--- ABOUT THIS TASK ---
Scan the records below for the string "descending" and return every line where it appears.
*** DATA SHOWN ***
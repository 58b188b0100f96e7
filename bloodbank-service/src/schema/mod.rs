//! Declarative resource schemas
//!
//! Every resource the API exposes is described by a static [`ResourceSchema`]:
//! its table, its fields and their rules, the read-side joins used to enrich
//! list output, and the wording of its responses. Validation, SQL generation,
//! the in-memory test store and error translation all read the same
//! declaration, so the six resources differ only in data.
//!
//! Constraint names follow PostgreSQL's default convention
//! (`{table}_pkey`, `{table}_{column}_key`, `{table}_{column}_fkey`,
//! `{table}_{column}_check`) and the bundled migration creates them explicitly,
//! which lets [`ResourceSchema::field_for_constraint`] map a violation back to
//! the field that caused it.

pub mod resources;

pub use resources::{
    by_path, by_table, ALL, BLOOD_TYPES, DONORS, DONOR_TRANSACTIONS, HOSPITALS, RECIPIENTS,
    RECIPIENT_TRANSACTIONS,
};

/// Value domain of a field
#[derive(Debug, Clone, Copy, PartialEq, Eq)]
pub enum FieldKind {
    /// Free text, stored trimmed
    Text,
    /// Whole number with an optional lower bound
    Integer { min: Option<i64> },
    /// Calendar date written as `YYYY-MM-DD`
    Date,
}

/// Foreign-key target of a field
#[derive(Debug, Clone, Copy, PartialEq, Eq)]
pub struct Reference {
    pub table: &'static str,
    pub column: &'static str,
}

/// Kind of constraint encoded in a conventional constraint name
#[derive(Debug, Clone, Copy, PartialEq, Eq)]
pub enum ConstraintKind {
    PrimaryKey,
    Unique,
    ForeignKey,
    Check,
}

/// One field of a resource: wire name, column and rules
#[derive(Debug, Clone, Copy, PartialEq, Eq)]
pub struct FieldSpec {
    /// JSON key on the wire
    pub name: &'static str,
    /// Column in the backing table
    pub column: &'static str,
    /// Human-readable name used in messages
    pub label: &'static str,
    pub kind: FieldKind,
    pub required: bool,
    pub primary_key: bool,
    pub unique: bool,
    pub references: Option<Reference>,
    /// Message for a domain-rule failure (age bound, date format)
    pub rule_message: Option<&'static str>,
    /// Message for a uniqueness collision, `{value}` is substituted
    pub duplicate_message: Option<&'static str>,
    /// Same, when the collision comes from an update
    pub duplicate_update_message: Option<&'static str>,
}

impl FieldSpec {
    pub const fn text(name: &'static str, column: &'static str, label: &'static str) -> Self {
        Self {
            name,
            column,
            label,
            kind: FieldKind::Text,
            required: false,
            primary_key: false,
            unique: false,
            references: None,
            rule_message: None,
            duplicate_message: None,
            duplicate_update_message: None,
        }
    }

    pub const fn integer(
        name: &'static str,
        column: &'static str,
        label: &'static str,
        min: Option<i64>,
    ) -> Self {
        Self {
            kind: FieldKind::Integer { min },
            ..Self::text(name, column, label)
        }
    }

    pub const fn date(name: &'static str, column: &'static str, label: &'static str) -> Self {
        Self {
            kind: FieldKind::Date,
            ..Self::text(name, column, label)
        }
    }

    /// Primary keys are always required and unique
    pub const fn primary_key(self) -> Self {
        Self {
            primary_key: true,
            required: true,
            unique: true,
            ..self
        }
    }

    pub const fn required(self) -> Self {
        Self {
            required: true,
            ..self
        }
    }

    pub const fn unique(self) -> Self {
        Self {
            unique: true,
            ..self
        }
    }

    pub const fn references(self, table: &'static str, column: &'static str) -> Self {
        Self {
            references: Some(Reference { table, column }),
            ..self
        }
    }

    pub const fn rule(self, message: &'static str) -> Self {
        Self {
            rule_message: Some(message),
            ..self
        }
    }

    /// Collision messages for create and update
    pub const fn on_duplicate(self, create: &'static str, update: &'static str) -> Self {
        Self {
            duplicate_message: Some(create),
            duplicate_update_message: Some(update),
            ..self
        }
    }

    /// Collision message for a create or an update, when one is declared
    pub const fn duplicate_template(&self, on_update: bool) -> Option<&'static str> {
        match (on_update, self.duplicate_update_message) {
            (true, Some(message)) => Some(message),
            _ => self.duplicate_message,
        }
    }

    pub const fn is_foreign_key(&self) -> bool {
        self.references.is_some()
    }
}

/// Read-side join adding a display column of a referenced row to list output
#[derive(Debug, Clone, Copy, PartialEq, Eq)]
pub struct Join {
    /// JSON key of the added value
    pub alias: &'static str,
    /// Local column holding the reference
    pub via: &'static str,
    pub table: &'static str,
    /// Column of `table` matched against `via`
    pub target: &'static str,
    /// Column of `table` copied into the output
    pub display: &'static str,
}

/// One list ordering term over a base-table column
#[derive(Debug, Clone, Copy, PartialEq, Eq)]
pub struct OrderBy {
    pub column: &'static str,
    pub descending: bool,
}

impl OrderBy {
    pub const fn asc(column: &'static str) -> Self {
        Self {
            column,
            descending: false,
        }
    }

    pub const fn desc(column: &'static str) -> Self {
        Self {
            column,
            descending: true,
        }
    }
}

/// How a successful create is announced
#[derive(Debug, Clone, Copy, PartialEq, Eq)]
pub enum CreatedMessage {
    /// `{label} '{value of field}' created successfully.`
    Titled(&'static str),
    /// Fixed text
    Fixed(&'static str),
}

/// Complete description of one resource
#[derive(Debug, PartialEq, Eq)]
pub struct ResourceSchema {
    /// Path segment under `/api`
    pub path: &'static str,
    /// Display name, e.g. "Blood Type"
    pub label: &'static str,
    /// Lowercase noun used in failure messages, e.g. "blood type"
    pub noun: &'static str,
    /// Lowercase plural used for list failures
    pub plural: &'static str,
    /// Verb used for create failures ("creating", "recording")
    pub create_verb: &'static str,
    pub table: &'static str,
    pub fields: &'static [FieldSpec],
    pub created: CreatedMessage,
    /// Who blocks a delete, as in "It is referenced by {dependents}."
    pub dependents: &'static str,
    pub joins: &'static [Join],
    pub order: &'static [OrderBy],
}

impl ResourceSchema {
    /// The primary-key field
    ///
    /// Every declared resource has exactly one; this is checked by the registry tests.
    pub fn primary_key(&self) -> &'static FieldSpec {
        let fields: &'static [FieldSpec] = self.fields;
        fields
            .iter()
            .find(|f| f.primary_key)
            .unwrap_or(&fields[0])
    }

    pub fn field(&self, name: &str) -> Option<&'static FieldSpec> {
        let fields: &'static [FieldSpec] = self.fields;
        fields.iter().find(|f| f.name == name)
    }

    pub fn field_by_column(&self, column: &str) -> Option<&'static FieldSpec> {
        let fields: &'static [FieldSpec] = self.fields;
        fields.iter().find(|f| f.column == column)
    }

    pub fn position(&self, name: &str) -> Option<usize> {
        self.fields.iter().position(|f| f.name == name)
    }

    pub fn foreign_keys(&self) -> impl Iterator<Item = &'static FieldSpec> {
        let fields: &'static [FieldSpec] = self.fields;
        fields.iter().filter(|f| f.is_foreign_key())
    }

    /// Conventional name of a constraint on `field`
    pub fn constraint_name(&self, field: &FieldSpec, kind: ConstraintKind) -> String {
        match kind {
            ConstraintKind::PrimaryKey => format!("{}_pkey", self.table),
            ConstraintKind::Unique => format!("{}_{}_key", self.table, field.column),
            ConstraintKind::ForeignKey => format!("{}_{}_fkey", self.table, field.column),
            ConstraintKind::Check => format!("{}_{}_check", self.table, field.column),
        }
    }

    /// Resolve a constraint name of this table to the field it guards
    pub fn field_for_constraint(
        &self,
        constraint: &str,
    ) -> Option<(&'static FieldSpec, ConstraintKind)> {
        let rest = constraint.strip_prefix(self.table)?.strip_prefix('_')?;
        if rest == "pkey" {
            return Some((self.primary_key(), ConstraintKind::PrimaryKey));
        }

        let (column, kind) = if let Some(column) = rest.strip_suffix("_fkey") {
            (column, ConstraintKind::ForeignKey)
        } else if let Some(column) = rest.strip_suffix("_key") {
            (column, ConstraintKind::Unique)
        } else if let Some(column) = rest.strip_suffix("_check") {
            (column, ConstraintKind::Check)
        } else {
            return None;
        };

        self.field_by_column(column).map(|field| (field, kind))
    }
}

/// Join labels as prose: `A`, `A and B`, `A, B, and C`
pub fn join_labels(labels: &[&str]) -> String {
    match labels {
        [] => String::new(),
        [one] => (*one).to_string(),
        [a, b] => format!("{a} and {b}"),
        [init @ .., last] => format!("{}, and {last}", init.join(", ")),
    }
}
***
--- TASK RESULT ---
    pub descending: bool,
            descending: false,
            descending: true,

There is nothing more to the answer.